Important Questions About Cosmetic Surgery Fees
- Does this estimate include every expected surgical fee?
- Does the total already include applicable GST, HST, or QST?
- Does the estimate cover both anesthesia and operating room use?
- Will I be charged separately for implants, compression wear, or medical materials?
- Are all routine follow-up appointments part of the fee?
- Will medications or preoperative laboratory tests cost more?
- What is the deposit and cancellation policy?
- What costs apply if I need an overnight stay?
- Am I responsible for additional medical care if complications develop?
- What fees would apply to revision surgery?
Planning Your Cosmetic Surgery Budget
Start with the complete expected cost, not the advertised starting price. Your total budget should account for taxes, aftercare products, travel expenses, household support, and time away from employment.
Maintaining additional savings for unexpected costs is a sensible precaution. Surgery can be postponed because of illness, abnormal test results, medication changes, or personal circumstances. Recovery may also take longer than expected.
Elective surgery should not force someone to neglect basic expenses or accept borrowing terms they have not fully reviewed. Taking more time to save, compare qualified providers, and review the full cost can lead to a safer and less stressful decision.
Putting Canadian Cosmetic Surgery Prices in Perspective
Cosmetic surgery does not have one standard price across Canada. The resources needed for a simple eyelid operation are not comparable to those required for a multi-procedure mommy makeover.
The total cost of one substantial cosmetic surgery commonly falls within the $7,000 to $25,000 range. Smaller procedures may cost less, while combination surgery, advanced facial rejuvenation, post-weight-loss body contouring, and revision procedures may exceed $30,000 or $40,000.

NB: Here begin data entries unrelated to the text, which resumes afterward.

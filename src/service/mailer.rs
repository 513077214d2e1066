//! Mail delivery service
//!
//! A [`Mailer`] is built once from a validated configuration and holds the
//! transport chosen at that point. It is `Send + Sync`; share it behind an
//! `Arc` and call [`Mailer::send`] from as many tasks as needed. It is never
//! reinitialized; build a new one instead.

use crate::config::EmailConfig;
use crate::domain::{Email, OutgoingMessage};
use crate::email::{
    MailTransport, RenderedEmail, SendGridMailTransport, SmtpMailTransport, TemplateSet,
    TestingMailTransport,
};
use crate::error::{MailError, Result};
use crate::service::backoff;
use serde_json::Value;
use std::fmt;
use std::sync::Arc;
use std::time::Instant;
use tokio_util::sync::CancellationToken;

/// Service for rendering and sending emails
pub struct Mailer {
    config: EmailConfig,
    templates: Option<TemplateSet>,
    transport: Option<Arc<dyn MailTransport>>,
}

impl Mailer {
    /// A mailer with no transport; every send fails with `NotInitialized`
    pub fn disabled() -> Self {
        Self {
            config: EmailConfig::default(),
            templates: None,
            transport: None,
        }
    }

    /// Validate `config` and set up the transport it selects.
    ///
    /// When no transport is configured and testing is off, email support is
    /// optional: no error is returned and the mailer stays disabled.
    pub async fn initialize(config: EmailConfig, templates: Option<TemplateSet>) -> Result<Self> {
        if !config.available() && !config.testing {
            tracing::info!("No email transport configured, email sending is disabled");
            return Ok(Self {
                config,
                templates,
                transport: None,
            });
        }

        config.validate()?;

        let transport: Arc<dyn MailTransport> = if config.smtp.enabled() {
            Arc::new(SmtpMailTransport::from_config(
                &config.smtp,
                config.backoff.timeout,
            )?)
        } else if config.sendgrid.enabled() {
            Arc::new(SendGridMailTransport::from_config(&config.sendgrid)?)
        } else if config.testing {
            Arc::new(TestingMailTransport)
        } else {
            return Err(MailError::NoTransport);
        };

        tracing::info!("Email sending initialized with {} transport", transport.name());

        Ok(Self {
            config,
            templates,
            transport: Some(transport),
        })
    }

    /// Build a mailer around an already constructed transport
    pub fn with_transport(
        config: EmailConfig,
        templates: Option<TemplateSet>,
        transport: Arc<dyn MailTransport>,
    ) -> Result<Self> {
        config.validate()?;

        Ok(Self {
            config,
            templates,
            transport: Some(transport),
        })
    }

    /// Replace the loaded templates
    pub fn with_templates(mut self, templates: TemplateSet) -> Self {
        self.templates = Some(templates);
        self
    }

    pub fn config(&self) -> &EmailConfig {
        &self.config
    }

    /// Whether a transport was set up
    pub fn is_initialized(&self) -> bool {
        self.transport.is_some()
    }

    /// Get the active transport name
    pub fn transport_name(&self) -> Option<&'static str> {
        self.transport.as_ref().map(|t| t.name())
    }

    /// Render the text and html variants of `name` (given without extension)
    pub fn render(&self, name: &str, data: &Value) -> Result<RenderedEmail> {
        self.templates
            .as_ref()
            .ok_or(MailError::TemplatesNotLoaded)?
            .render_email(name, data)
    }

    /// Create an email to `recipient` from the configured sender
    pub fn compose(
        &self,
        recipient: impl Into<String>,
        subject: impl Into<String>,
        template: impl Into<String>,
        data: Value,
    ) -> Result<Email> {
        Email::from_config(&self.config, recipient, subject, template, data)
    }

    /// Send an email, retrying with exponential backoff on transport failures
    pub async fn send(&self, email: &Email) -> Result<()> {
        self.send_with_cancel(email, &CancellationToken::new()).await
    }

    /// Send an email; cancelling `cancel` aborts any pending attempt or delay
    pub async fn send_with_cancel(&self, email: &Email, cancel: &CancellationToken) -> Result<()> {
        let transport = self.transport.as_ref().ok_or(MailError::NotInitialized)?;

        email.validate()?;
        let rendered = self.render(&email.template, &email.data)?;
        let message = OutgoingMessage::new(email, rendered.text_body, rendered.html_body)?;

        let name = transport.name();
        let timeout = self.config.backoff.timeout;
        let transport: &dyn MailTransport = transport.as_ref();
        let message = &message;
        let start = Instant::now();

        let result = backoff::retry(&self.config.backoff, cancel, move |attempt| {
            tracing::debug!("Sending {:?} via {} (attempt {})", email.subject, name, attempt);
            metrics::counter!("mailroom_send_attempts_total", "transport" => name).increment(1);
            async move {
                let outcome = transport.send(message, timeout).await;
                if outcome.is_err() {
                    metrics::counter!("mailroom_send_failures_total", "transport" => name)
                        .increment(1);
                }
                outcome
            }
        })
        .await;

        let outcome = match &result {
            Ok(()) => "delivered",
            Err(MailError::Cancelled) => "cancelled",
            Err(_) => "failed",
        };
        metrics::counter!("mailroom_sends_total", "transport" => name, "outcome" => outcome)
            .increment(1);
        metrics::histogram!("mailroom_send_duration_seconds", "transport" => name)
            .record(start.elapsed().as_secs_f64());

        match &result {
            Ok(()) => tracing::debug!("Delivered {:?} to {:?} via {}", email.subject, email.to, name),
            Err(e) => tracing::warn!("Could not deliver {:?} via {}: {}", email.subject, name, e),
        }

        result
    }
}

impl fmt::Debug for Mailer {
    fn fmt(&self, f: &mut fmt::Formatter<'_>) -> fmt::Result {
        f.debug_struct("Mailer")
            .field("transport", &self.transport_name())
            .field("templates_loaded", &self.templates.is_some())
            .field("testing", &self.config.testing)
            .finish()
    }
}
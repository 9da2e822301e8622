//! Cryptographic Utilities
//!
//! STARK 곡선 기반 서명과 해싱 기능을 제공합니다.
//!
//! # 모듈 구조
//!
//! - `starknet`: STARK 곡선, Pedersen 해시, ECDSA, 타입 데이터
//! - `traits`: 서명자 및 타입 데이터 해셔 공통 트레이트
//!
//! # 사용 예시
//!
//! ```rust,ignore
//! use stark_typed_sign::crypto::starknet::{KeyPair, TypedData};
//!
//! // 개인키에서 키 쌍 생성
//! let pair = KeyPair::from_hex("0x1234567890987654321")?;
//!
//! // 타입 데이터 서명
//! let typed_data: TypedData = serde_json::from_str(json)?;
//! let signature = pair.sign_typed_data(&typed_data, pair.public_key())?;
//! assert!(pair.verify(&typed_data.message_hash(pair.public_key())?, &signature));
//! ```

pub mod starknet;
pub mod traits;

pub use starknet::{
    chain_hash, encode_typed_data_hash, get_public_key, pedersen_hash, sign_hash, verify,
    verify_with_x, CurvePoint, FieldElement, KeyPair, Scalar, Signature, StarkNetDomain,
    TypeSchema, TypedData, TypedDataField,
};
pub use traits::{Signer, TypedDataHasher};
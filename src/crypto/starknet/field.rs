//! STARK Field Element
//!
//! 소수 p = 2^251 + 17·2^192 + 1 위의 유한체 원소입니다.
//! 모든 값은 [0, p) 범위의 정규형으로만 존재하며, 산술 결과도 항상 정규형으로 환원됩니다.
//!
//! # 참조
//!
//! - [Felt](https://docs.starknet.io/architecture-and-concepts/cryptography/)

use super::constants::FIELD_PRIME;
use crate::errors::{StarkError, StarkResult};
use num_bigint::BigUint;
use num_traits::{One, Zero};
use once_cell::sync::Lazy;
use serde::{Deserialize, Deserializer, Serialize, Serializer};
use std::fmt;
use std::str::FromStr;

/// 유한체 원소 (항상 p 미만)
#[derive(Clone, Default, PartialEq, Eq, Hash, PartialOrd, Ord)]
pub struct FieldElement(BigUint);

impl_modular_ops!(FieldElement);

/// Tonelli-Shanks 제곱근 계산용 상수
struct SqrtParams {
    /// p - 1 = 2^two_adicity · odd_part
    odd_part: BigUint,
    two_adicity: u64,
    /// (odd_part + 1) / 2
    half_odd_part_plus_one: BigUint,
    /// (p - 1) / 2 (Euler 판정 지수)
    euler_exponent: BigUint,
    /// 비이차잉여 z 에 대해 z^odd_part
    root_of_unity: BigUint,
}

static SQRT_PARAMS: Lazy<SqrtParams> = Lazy::new(|| {
    let p = &*FIELD_PRIME;
    let p_minus_one = p - 1u32;

    let mut odd_part = p_minus_one.clone();
    let mut two_adicity = 0u64;
    while !odd_part.bit(0) {
        odd_part >>= 1usize;
        two_adicity += 1;
    }

    let euler_exponent = &p_minus_one >> 1usize;

    // 2부터 올라가며 최초의 비이차잉여 탐색
    let mut non_residue = BigUint::from(2u32);
    while non_residue.modpow(&euler_exponent, p) != p_minus_one {
        non_residue += 1u32;
    }

    SqrtParams {
        root_of_unity: non_residue.modpow(&odd_part, p),
        half_odd_part_plus_one: (&odd_part + 1u32) >> 1usize,
        odd_part,
        two_adicity,
        euler_exponent,
    }
});

impl FieldElement {
    /// 0
    pub fn zero() -> Self {
        Self(BigUint::zero())
    }

    /// 1
    pub fn one() -> Self {
        Self(BigUint::one())
    }

    /// 정수로부터 생성 (p 이상이면 오류)
    ///
    /// # Arguments
    ///
    /// * `value` - [0, p) 범위의 정수
    ///
    /// # Returns
    ///
    /// p 이상이면 `ValueOutOfRange`
    pub fn from_biguint(value: BigUint) -> StarkResult<Self> {
        if value >= *FIELD_PRIME {
            return Err(StarkError::ValueOutOfRange {
                message: format!("0x{} is not below the field prime", value.to_str_radix(16)),
            });
        }
        Ok(Self(value))
    }

    /// 임의의 정수를 p로 환원하여 생성
    pub fn from_biguint_reduced(value: &BigUint) -> Self {
        Self(value % &*FIELD_PRIME)
    }

    pub(crate) fn from_biguint_unchecked(value: BigUint) -> Self {
        debug_assert!(value < *FIELD_PRIME);
        Self(value)
    }

    /// 빅엔디안 바이트열로부터 생성 (최대 32바이트)
    pub fn from_bytes_be(bytes: &[u8]) -> StarkResult<Self> {
        if bytes.len() > 32 {
            return Err(StarkError::ValueOutOfRange {
                message: format!("{} bytes do not fit in a field element", bytes.len()),
            });
        }
        Self::from_biguint(BigUint::from_bytes_be(bytes))
    }

    /// 16진수 문자열로부터 생성 ("0x" 접두사 선택)
    ///
    /// # Example
    ///
    /// ```ignore
    /// let one = FieldElement::from_hex("0x1")?;
    /// ```
    pub fn from_hex(hex_str: &str) -> StarkResult<Self> {
        Self::from_biguint(parse_hex_biguint(hex_str)?)
    }

    /// 10진수 문자열로부터 생성
    pub fn from_dec_str(dec_str: &str) -> StarkResult<Self> {
        Self::from_biguint(parse_dec_biguint(dec_str)?)
    }

    /// 32바이트 빅엔디안 표현
    pub fn to_bytes_be(&self) -> [u8; 32] {
        biguint_to_bytes32(&self.0)
    }

    /// "0x" 접두사가 붙은 최소 길이 16진수 문자열
    pub fn to_hex_string(&self) -> String {
        format!("{self:#x}")
    }

    /// "0x" + 64자리 고정 길이 16진수 문자열
    pub fn to_fixed_hex_string(&self) -> String {
        format!("0x{}", hex::encode(self.to_bytes_be()))
    }

    pub fn as_biguint(&self) -> &BigUint {
        &self.0
    }

    pub fn to_biguint(&self) -> BigUint {
        self.0.clone()
    }

    /// 유효 비트 수
    pub fn bits(&self) -> u64 {
        self.0.bits()
    }

    pub fn is_zero(&self) -> bool {
        self.0.is_zero()
    }

    pub fn is_one(&self) -> bool {
        self.0.is_one()
    }

    pub(crate) fn add_elem(a: &Self, b: &Self) -> Self {
        let sum = &a.0 + &b.0;
        if sum >= *FIELD_PRIME {
            Self(sum - &*FIELD_PRIME)
        } else {
            Self(sum)
        }
    }

    pub(crate) fn sub_elem(a: &Self, b: &Self) -> Self {
        if a.0 >= b.0 {
            Self(&a.0 - &b.0)
        } else {
            Self(&a.0 + &*FIELD_PRIME - &b.0)
        }
    }

    pub(crate) fn mul_elem(a: &Self, b: &Self) -> Self {
        Self((&a.0 * &b.0) % &*FIELD_PRIME)
    }

    pub(crate) fn neg_elem(a: &Self) -> Self {
        if a.is_zero() {
            Self::zero()
        } else {
            Self(&*FIELD_PRIME - &a.0)
        }
    }

    pub fn square(&self) -> Self {
        Self::mul_elem(self, self)
    }

    pub fn double(&self) -> Self {
        Self::add_elem(self, self)
    }

    /// 거듭제곱 self^exponent mod p
    pub fn pow(&self, exponent: &BigUint) -> Self {
        Self(self.0.modpow(exponent, &FIELD_PRIME))
    }

    /// 곱셈 역원 (페르마 소정리, x^(p-2))
    ///
    /// # Returns
    ///
    /// 0 이면 `DivisionByZero`
    pub fn inverse(&self) -> StarkResult<Self> {
        if self.is_zero() {
            return Err(StarkError::DivisionByZero);
        }
        Ok(self.pow(&(&*FIELD_PRIME - 2u32)))
    }

    /// self / rhs
    pub fn checked_div(&self, rhs: &Self) -> StarkResult<Self> {
        Ok(self * &rhs.inverse()?)
    }

    /// 이차잉여 여부 (0 포함)
    pub fn is_square(&self) -> bool {
        let euler = self.0.modpow(&SQRT_PARAMS.euler_exponent, &FIELD_PRIME);
        self.is_zero() || euler.is_one()
    }

    /// 제곱근 (Tonelli-Shanks)
    ///
    /// 두 근 중 어느 쪽이 반환될지는 보장하지 않습니다. 다른 근은 `-root` 입니다.
    ///
    /// # Returns
    ///
    /// 이차잉여가 아니면 `None`
    pub fn sqrt(&self) -> Option<Self> {
        if self.is_zero() {
            return Some(Self::zero());
        }
        if !self.is_square() {
            return None;
        }

        let p = &*FIELD_PRIME;
        let params = &*SQRT_PARAMS;

        let mut m = params.two_adicity;
        let mut c = params.root_of_unity.clone();
        let mut t = self.0.modpow(&params.odd_part, p);
        let mut root = self.0.modpow(&params.half_odd_part_plus_one, p);

        while !t.is_one() {
            // t^(2^i) = 1 을 만족하는 최소 i
            let mut i = 0u64;
            let mut probe = t.clone();
            while !probe.is_one() {
                probe = (&probe * &probe) % p;
                i += 1;
            }

            let mut b = c;
            for _ in 0..(m - i - 1) {
                b = (&b * &b) % p;
            }

            m = i;
            c = (&b * &b) % p;
            t = (&t * &c) % p;
            root = (&root * &b) % p;
        }

        Some(Self(root))
    }
}

/// 32바이트 빅엔디안 고정 길이 인코딩 (값은 2^256 미만이어야 함)
pub(crate) fn biguint_to_bytes32(value: &BigUint) -> [u8; 32] {
    let bytes = value.to_bytes_be();
    let mut out = [0u8; 32];
    let start = 32usize.saturating_sub(bytes.len());
    out[start..].copy_from_slice(&bytes[bytes.len().saturating_sub(32)..]);
    out
}

/// 16진수 문자열 파싱 ("0x"/"0X" 접두사 선택)
pub(crate) fn parse_hex_biguint(hex_str: &str) -> StarkResult<BigUint> {
    let digits = hex_str
        .strip_prefix("0x")
        .or_else(|| hex_str.strip_prefix("0X"))
        .unwrap_or(hex_str);

    if digits.is_empty() || !digits.bytes().all(|b| b.is_ascii_hexdigit()) {
        return Err(StarkError::parse(
            "hex",
            format!("invalid hex string: {hex_str:?}"),
        ));
    }

    BigUint::parse_bytes(digits.as_bytes(), 16).ok_or_else(|| {
        StarkError::parse("hex", format!("invalid hex string: {hex_str:?}"))
    })
}

/// 10진수 문자열 파싱
pub(crate) fn parse_dec_biguint(dec_str: &str) -> StarkResult<BigUint> {
    if dec_str.is_empty() || !dec_str.bytes().all(|b| b.is_ascii_digit()) {
        return Err(StarkError::parse(
            "decimal",
            format!("invalid decimal string: {dec_str:?}"),
        ));
    }

    BigUint::parse_bytes(dec_str.as_bytes(), 10).ok_or_else(|| {
        StarkError::parse("decimal", format!("invalid decimal string: {dec_str:?}"))
    })
}

impl From<u64> for FieldElement {
    fn from(value: u64) -> Self {
        Self(BigUint::from(value))
    }
}

impl From<u128> for FieldElement {
    fn from(value: u128) -> Self {
        Self(BigUint::from(value))
    }
}

impl From<bool> for FieldElement {
    fn from(value: bool) -> Self {
        if value {
            Self::one()
        } else {
            Self::zero()
        }
    }
}

impl TryFrom<BigUint> for FieldElement {
    type Error = StarkError;

    fn try_from(value: BigUint) -> StarkResult<Self> {
        Self::from_biguint(value)
    }
}

impl From<FieldElement> for BigUint {
    fn from(value: FieldElement) -> Self {
        value.0
    }
}

/// "0x" 접두사면 16진수, 아니면 10진수
impl FromStr for FieldElement {
    type Err = StarkError;

    fn from_str(s: &str) -> StarkResult<Self> {
        if s.starts_with("0x") || s.starts_with("0X") {
            Self::from_hex(s)
        } else {
            Self::from_dec_str(s)
        }
    }
}

impl fmt::LowerHex for FieldElement {
    fn fmt(&self, f: &mut fmt::Formatter<'_>) -> fmt::Result {
        f.pad_integral(true, "0x", &self.0.to_str_radix(16))
    }
}

impl fmt::Display for FieldElement {
    fn fmt(&self, f: &mut fmt::Formatter<'_>) -> fmt::Result {
        write!(f, "{self:#x}")
    }
}

impl fmt::Debug for FieldElement {
    fn fmt(&self, f: &mut fmt::Formatter<'_>) -> fmt::Result {
        write!(f, "FieldElement({self:#x})")
    }
}

impl Serialize for FieldElement {
    fn serialize<S: Serializer>(&self, serializer: S) -> Result<S::Ok, S::Error> {
        serializer.serialize_str(&self.to_hex_string())
    }
}

impl<'de> Deserialize<'de> for FieldElement {
    fn deserialize<D: Deserializer<'de>>(deserializer: D) -> Result<Self, D::Error> {
        #[derive(Deserialize)]
        #[serde(untagged)]
        enum Repr {
            Text(String),
            Number(u64),
        }

        match Repr::deserialize(deserializer)? {
            Repr::Text(text) => text.parse().map_err(serde::de::Error::custom),
            Repr::Number(number) => Ok(Self::from(number)),
        }
    }
}

#[cfg(feature = "felt")]
impl From<starknet_types_core::felt::Felt> for FieldElement {
    fn from(felt: starknet_types_core::felt::Felt) -> Self {
        // Felt 는 항상 p 미만
        Self(BigUint::from_bytes_be(&felt.to_bytes_be()))
    }
}

#[cfg(feature = "felt")]
impl From<&FieldElement> for starknet_types_core::felt::Felt {
    fn from(value: &FieldElement) -> Self {
        starknet_types_core::felt::Felt::from_bytes_be(&value.to_bytes_be())
    }
}

#[cfg(feature = "felt")]
impl From<FieldElement> for starknet_types_core::felt::Felt {
    fn from(value: FieldElement) -> Self {
        Self::from(&value)
    }
}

The best quote is a detailed written document based on your individual operation rather than a generic starting price. The estimate should identify included services, possible extra charges, revision and complication policies, and the treatment of GST, HST, or QST.
The financial cost should be weighed alongside the surgeon’s training, the safety of the facility, anesthesia standards, experience with the procedure, realistic goals, and available follow-up support. A clear understanding of the full price and standard of care can help Canadian patients choose more carefully.